Empresas COSEC: Insolvências caíram 22% e pedidos de PER recuaram 36% no primeiro semestre

COSEC: Insolvências caíram 22% e pedidos de PER recuaram 36% no primeiro semestre

O número de insolvências de empresas em Portugal recuou 22% nos primeiros seis meses do ano comparativamente com igual período de 2016. No mesmo período temporal, o pedido de PER caiu 36% em termos homólogos.
COSEC: Insolvências caíram 22% e pedidos de PER recuaram 36% no primeiro semestre
David Santiago 27 de julho de 2017 às 12:42

Tanto o número de insolvências como o de pedidos de Processo Especial de Revitalização (PER) em Portugal caíram ao longo do primeiro semestre, segundo dados compilados pela COSEC, seguradora especializada nos ramos de seguro de créditos e de caução, detida em partes iguais pelo BPI e pela Euler Hermes.

 

De acordo com o estudo "COSEC Dinâmica Empresarial", nos primeiros seis meses de 2017 foram registadas 1.557 empresas insolventes em Portugal, valor que representa uma diminuição de 22% face ao período homólogo.

 

Neste relatório, verifica-se ainda que durante o primeiro semestre deste ano houve um total de 271 pedidos de PER, menos 36% do que os 423 pedidos que foram registados em igual período do ano passado.

 

Já o número de registos de novas empresas aumentou 5% nos primeiros seis meses relativamente ao primeiro semestre do ano passado, tendo sido registadas 22.753 novas empresas.

 

Insolvências incidem principalmente nas microempresas

 

As microempresas voltaram a ser o tipo de empresas mais afectadas pelos casos de insolvências, com uma fatia de 67% do total.
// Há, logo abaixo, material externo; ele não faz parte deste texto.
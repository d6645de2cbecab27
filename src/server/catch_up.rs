//! Catch-up dispatcher
//!
//! After a member joins an asynchronous room, waits for the connection to
//! settle and then flushes whatever was buffered while the room was empty.

use std::sync::Arc;
use std::time::Duration;

use tokio::sync::watch;
use tokio::task::JoinHandle;
use tracing::{debug, info};

use crate::server::{BrokerState, shutdown_requested};
use crate::server::connection_handler::ConnectionHandle;

/// Schedule a catch-up delivery for a freshly joined member
pub fn schedule(
    state: Arc<BrokerState>,
    room: String,
    handle: ConnectionHandle,
    shutdown: watch::Receiver<bool>,
) -> JoinHandle<usize> {
    let delay = state.config.settle_delay();
    tokio::spawn(async move { deliver_after(&state, &room, &handle, delay, shutdown).await })
}

/// Wait `delay`, then flush the room's buffer to `handle`.
///
/// Nothing is delivered if shutdown begins first, the connection has closed,
/// or the buffer is empty. Returns the number of payloads flushed.
pub async fn deliver_after(
    state: &BrokerState,
    room: &str,
    handle: &ConnectionHandle,
    delay: Duration,
    mut shutdown: watch::Receiver<bool>,
) -> usize {
    tokio::select! {
        _ = tokio::time::sleep(delay) => {}
        _ = shutdown_requested(&mut shutdown) => {
            debug!("Skipping catch-up for room {}: shutting down", room);
            return 0;
        }
    }

    if !handle.is_open() {
        debug!("Skipping catch-up for room {}: connection {} closed", room, handle.id());
        return 0;
    }

    if !state.buffer.has_pending(room).await {
        return 0;
    }

    let flushed = state.buffer.flush(room, handle).await;
    info!(
        "Delivered {} buffered payloads to {} in room {}",
        flushed,
        handle.id(),
        room
    );
    flushed
}
//! Relay engine
//!
//! Forwards a payload to every other live member of the sender's room. When
//! nobody received it and the room is asynchronous, the payload is buffered
//! for the next member to join.

use tracing::debug;

use crate::protocol::Payload;
use crate::server::BrokerState;
use crate::server::connection_handler::ConnectionHandle;

/// What happened to a relayed payload
#[derive(Debug, Clone, Copy, PartialEq, Eq)]
pub enum RelayOutcome {
    /// Delivered to this many peers
    Delivered(usize),
    /// No peers; stored for catch-up
    Buffered,
    /// No peers; the buffer refused it
    BufferRejected,
    /// No peers and the room does not buffer
    Dropped,
}

/// Relay one payload from `sender` to the rest of `room`
pub async fn relay(
    state: &BrokerState,
    room: &str,
    sender: &ConnectionHandle,
    payload: Payload,
) -> RelayOutcome {
    let recipients = state.rooms.members_except(room, sender.id()).await;

    let mut delivered = 0;
    for recipient in &recipients {
        if recipient.is_open() && recipient.send(payload.clone()) {
            delivered += 1;
        }
    }

    if delivered > 0 {
        return RelayOutcome::Delivered(delivered);
    }

    if !state.rooms.is_async(room).await {
        debug!("No peers in room {}, dropping {} bytes", room, payload.len());
        return RelayOutcome::Dropped;
    }

    if state.buffer.add(room, payload).await {
        debug!("Buffered payload for room {}", room);
        RelayOutcome::Buffered
    } else {
        RelayOutcome::BufferRejected
    }
}
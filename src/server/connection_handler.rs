//! Connection handler for one WebSocket client
//!
//! This module performs the handshake, runs admission, and then drives the
//! session: a writer task drains the connection's command channel while the
//! read loop applies the size limit and rate limiter before relaying.

use std::net::{IpAddr, SocketAddr};
use std::sync::{Arc, OnceLock};
use std::time::Duration;

use bytes::Bytes;
use futures_util::stream::{SplitSink, SplitStream};
use futures_util::{SinkExt, StreamExt};
use tokio::net::TcpStream;
use tokio::sync::{mpsc, watch};
use tokio_tungstenite::WebSocketStream;
use tokio_tungstenite::tungstenite::Error as WsError;
use tokio_tungstenite::tungstenite::handshake::server::{ErrorResponse, Request, Response};
use tokio_tungstenite::tungstenite::protocol::frame::coding::CloseCode;
use tokio_tungstenite::tungstenite::protocol::{CloseFrame, Message, WebSocketConfig};
use tracing::{debug, info, warn};
use uuid::Uuid;

use crate::error::Result;
use crate::protocol::{CloseReason, JoinRequest, Payload, PayloadKind, client_ip};
use crate::server::rate_limiter::RateLimiter;
use crate::server::{BrokerState, catch_up, relay};

/// How long to wait for the close handshake to finish
const CLOSE_GRACE: Duration = Duration::from_secs(2);

type WsSink = SplitSink<WebSocketStream<TcpStream>, Message>;
type WsSource = SplitStream<WebSocketStream<TcpStream>>;

/// Commands that can be sent to a connection's writer
#[derive(Debug)]
pub enum ConnectionCommand {
    /// Deliver a payload to this client
    Send(Payload),
    /// Close the connection with the given cause
    Close(CloseReason),
}

/// Cheap, cloneable reference to a live connection
#[derive(Debug, Clone)]
pub struct ConnectionHandle {
    id: Uuid,
    ip: IpAddr,
    command_tx: mpsc::UnboundedSender<ConnectionCommand>,
}

impl ConnectionHandle {
    /// Create a handle and the receiving end its writer drains
    pub fn new(ip: IpAddr) -> (Self, mpsc::UnboundedReceiver<ConnectionCommand>) {
        let (command_tx, command_rx) = mpsc::unbounded_channel();
        let handle = Self {
            id: Uuid::new_v4(),
            ip,
            command_tx,
        };
        (handle, command_rx)
    }

    pub fn id(&self) -> Uuid {
        self.id
    }

    pub fn ip(&self) -> IpAddr {
        self.ip
    }

    /// Whether the writer side is still draining commands
    pub fn is_open(&self) -> bool {
        !self.command_tx.is_closed()
    }

    /// Queue a payload; `false` if the connection is gone
    pub fn send(&self, payload: Payload) -> bool {
        self.command_tx.send(ConnectionCommand::Send(payload)).is_ok()
    }

    /// Queue a close; `false` if the connection is gone
    pub fn close(&self, reason: CloseReason) -> bool {
        self.command_tx.send(ConnectionCommand::Close(reason)).is_ok()
    }
}

/// How a session ended
#[derive(Debug, Clone, Copy, PartialEq, Eq)]
enum SessionEnd {
    /// Peer closed, errored or went away
    PeerClosed,
    /// The broker closed the connection
    Closed(CloseReason),
}

/// Inbound side of an admitted connection
pub struct ConnectionHandler {
    state: Arc<BrokerState>,
    handle: ConnectionHandle,
    room: String,
    limiter: RateLimiter,
}

impl ConnectionHandler {
    pub fn new(state: Arc<BrokerState>, handle: ConnectionHandle, room: String) -> Self {
        let limiter = RateLimiter::new(
            state.config.rate_limit_window(),
            state.config.rate_limit_max_messages,
        );
        Self {
            state,
            handle,
            room,
            limiter,
        }
    }

    pub fn handle(&self) -> &ConnectionHandle {
        &self.handle
    }

    pub fn room(&self) -> &str {
        &self.room
    }

    /// Process one inbound payload.
    ///
    /// Oversized payloads end the connection; rate-limited payloads are
    /// dropped and the connection stays open. Returns the close cause when
    /// the connection must be closed.
    pub async fn on_payload(&mut self, payload: Payload) -> Option<CloseReason> {
        let max = self.state.config.max_message_size;
        if payload.len() > max {
            warn!(
                "Message of {} bytes from {} exceeds {} bytes, closing",
                payload.len(),
                self.handle.ip(),
                max
            );
            return Some(CloseReason::MessageTooLarge);
        }

        if !self.limiter.check() {
            debug!(
                "Rate limit exceeded for {} in room {}, dropping message",
                self.handle.ip(),
                self.room
            );
            return None;
        }

        relay::relay(&self.state, &self.room, &self.handle, payload).await;
        None
    }
}

#[derive(Debug, Clone, Default)]
struct HandshakeInfo {
    target: String,
    forwarded_for: Option<String>,
}

/// Transport limits sit at twice `max_message_size` (at least 64 KiB) so the
/// broker's own size check normally fires first. Anything past the transport
/// limit surfaces as a capacity error, which [`read_error_end`] maps to the
/// same `MessageTooLarge` close.
fn ws_config(max_message_size: usize) -> WebSocketConfig {
    let transport_limit = max_message_size.saturating_mul(2).max(64 * 1024);
    let mut config = WebSocketConfig::default();
    config.max_message_size = Some(transport_limit);
    config.max_frame_size = Some(transport_limit);
    config
}

fn close_frame(reason: CloseReason) -> CloseFrame {
    CloseFrame {
        code: CloseCode::from(reason.code()),
        reason: reason.reason().into(),
    }
}

fn to_message(payload: Payload) -> Message {
    match payload.kind {
        PayloadKind::Binary => Message::Binary(payload.data),
        PayloadKind::Text => match std::str::from_utf8(&payload.data) {
            Ok(text) => Message::text(text.to_string()),
            Err(_) => Message::Binary(payload.data),
        },
    }
}

fn to_payload(message: Message) -> Option<Payload> {
    match message {
        Message::Binary(data) => Some(Payload::binary(data)),
        Message::Text(text) => Some(Payload::text(Bytes::copy_from_slice(text.as_bytes()))),
        _ => None,
    }
}

/// Run one client connection from handshake to teardown
pub async fn handle_connection(
    stream: TcpStream,
    peer: SocketAddr,
    state: Arc<BrokerState>,
    shutdown: watch::Receiver<bool>,
) -> Result<()> {
    let captured: Arc<OnceLock<HandshakeInfo>> = Arc::new(OnceLock::new());
    let capture = Arc::clone(&captured);

    let mut ws = tokio_tungstenite::accept_hdr_async_with_config(
        stream,
        move |req: &Request, response: Response| -> std::result::Result<Response, ErrorResponse> {
            let target = req
                .uri()
                .path_and_query()
                .map(|pq| pq.as_str().to_string())
                .unwrap_or_else(|| req.uri().path().to_string());
            let forwarded_for = req
                .headers()
                .get("x-forwarded-for")
                .and_then(|v| v.to_str().ok())
                .map(|s| s.to_string());
            let _ = capture.set(HandshakeInfo {
                target,
                forwarded_for,
            });
            Ok(response)
        },
        Some(ws_config(state.config.max_message_size)),
    )
    .await?;

    let info = captured.get().cloned().unwrap_or_default();
    let ip = client_ip(info.forwarded_for.as_deref(), peer.ip());
    let request = JoinRequest::from_target(&info.target);
    let (handle, command_rx) = ConnectionHandle::new(ip);

    let admission = match state
        .gatekeeper
        .admit(&state.rooms, ip, &request, handle.clone())
        .await
    {
        Ok(admission) => admission,
        Err(reason) => {
            let _ = ws.close(Some(close_frame(reason))).await;
            let _ = tokio::time::timeout(CLOSE_GRACE, async {
                while let Some(Ok(_)) = ws.next().await {}
            })
            .await;
            return Ok(());
        }
    };

    info!(
        "Connection {} from {} joined room {} ({} members)",
        handle.id(),
        ip,
        request.room,
        admission.members
    );

    let (sink, mut source) = ws.split();
    let mut writer = tokio::spawn(write_loop(sink, command_rx));

    // Admitted after shutdown began; the drain has already run
    if *shutdown.borrow() {
        handle.close(CloseReason::ServerShutdown);
    } else if state.rooms.is_async(&request.room).await {
        catch_up::schedule(
            Arc::clone(&state),
            request.room.clone(),
            handle.clone(),
            shutdown,
        );
    }

    let mut handler = ConnectionHandler::new(Arc::clone(&state), handle.clone(), request.room);
    let end = read_loop(&mut handler, &mut source).await;

    let remaining = state.rooms.leave(handler.room(), handle.id()).await;
    drop(admission);

    match end {
        SessionEnd::PeerClosed => writer.abort(),
        SessionEnd::Closed(reason) => {
            handle.close(reason);
            if tokio::time::timeout(CLOSE_GRACE, &mut writer).await.is_err() {
                writer.abort();
            }
            let _ = tokio::time::timeout(CLOSE_GRACE, async {
                while let Some(Ok(message)) = source.next().await {
                    if message.is_close() {
                        break;
                    }
                }
            })
            .await;
        }
    }

    info!(
        "Connection {} left room {} ({} remaining)",
        handle.id(),
        handler.room(),
        remaining
    );
    Ok(())
}

/// How a read error ends the session
fn read_error_end(error: &WsError) -> SessionEnd {
    match error {
        WsError::Capacity(_) => SessionEnd::Closed(CloseReason::MessageTooLarge),
        _ => SessionEnd::PeerClosed,
    }
}

async fn read_loop(handler: &mut ConnectionHandler, source: &mut WsSource) -> SessionEnd {
    loop {
        let message = match source.next().await {
            Some(Ok(message)) => message,
            Some(Err(e)) => {
                let end = read_error_end(&e);
                if end == SessionEnd::PeerClosed {
                    debug!("Read error on {}: {}", handler.handle().id(), e);
                } else {
                    warn!(
                        "Message from {} exceeds the transport limit, closing: {}",
                        handler.handle().ip(),
                        e
                    );
                }
                return end;
            }
            None => return SessionEnd::PeerClosed,
        };

        if message.is_close() {
            return SessionEnd::PeerClosed;
        }

        let payload = match to_payload(message) {
            Some(payload) => payload,
            None => continue,
        };

        if let Some(reason) = handler.on_payload(payload).await {
            return SessionEnd::Closed(reason);
        }
    }
}

async fn write_loop(mut sink: WsSink, mut command_rx: mpsc::UnboundedReceiver<ConnectionCommand>) {
    while let Some(command) = command_rx.recv().await {
        match command {
            ConnectionCommand::Send(payload) => {
                if sink.send(to_message(payload)).await.is_err() {
                    break;
                }
            }
            ConnectionCommand::Close(reason) => {
                let _ = sink.send(Message::Close(Some(close_frame(reason)))).await;
                break;
            }
        }
    }
}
Segundo a COSEC, esta é uma tendência que se mantém desde 2009. Estas empresas insolventes representavam um volume de negócios conjunto superior a 740 milhões de euros.

 

Também os pedidos de PER foram feitos maioritariamente (77%) por empresas de menor dimensão, neste caso por micro ou pequenas empresas.

 

O relatório refere também que o total de insolvências tem um "potencial impacto de mais de 9.500 postos de trabalho destruídos", assim como tem um impacto negativo de 210 milhões de euros relativos a "créditos aos seus fornecedores que podem não vir a ser regularizados". À volta de 76% dos postos de trabalho em risco são relativos a insolvências apresentadas por micro e pequenas empresas.


No entender de
Berta Dias da Cunha, administradora da COSEC, "os resultados desta análise confirmam a tendência de diminuição do número de insolvências no país e estão em conformidade com o crescimento da economia nacional".

 

Por outro lado, explica Berta Dias da Cunha, "os dados mostram que, apesar dos sinais positivos, permanecem vulnerabilidades nas micro e nas pequenas empresas. A maioria (76%) do número de postos de trabalho em risco estão concentrados nestas empresas, bem como do valor dos créditos a fornecedores (67%)", concluiu.

 

Porto e Lisboa com metade das insolvências


As duas maiores cidades do país, Lisboa e Porto, apresentaram, respectivamente, 25,4% e 23,3% do total das insolvências registadas no primeiro semestre, seguidas na lista de Braga (8,1%), Aveiro (6%) e Setúbal (5,5%).

 

O sector dos serviços foi aquele que observou um maior número de casos de insolvências, com 22,9% do total, mostra ainda o estudo da COSEC. NO TOP 3 dos sectores que tiveram maior número de insolvências surge ainda a construção (20,3%) e o retalho (15,5%).

 

Por fim, no que concerne à criação de novas empresas, são Lisboa (7.488), Porto (3.960) e Braga (1.651) as cidades que lideram, sendo que também se mantém a tendência de maior criação de novas entidades empresariais nos sectores dos serviços (8.818), construção (5.349) e retalho (2.153).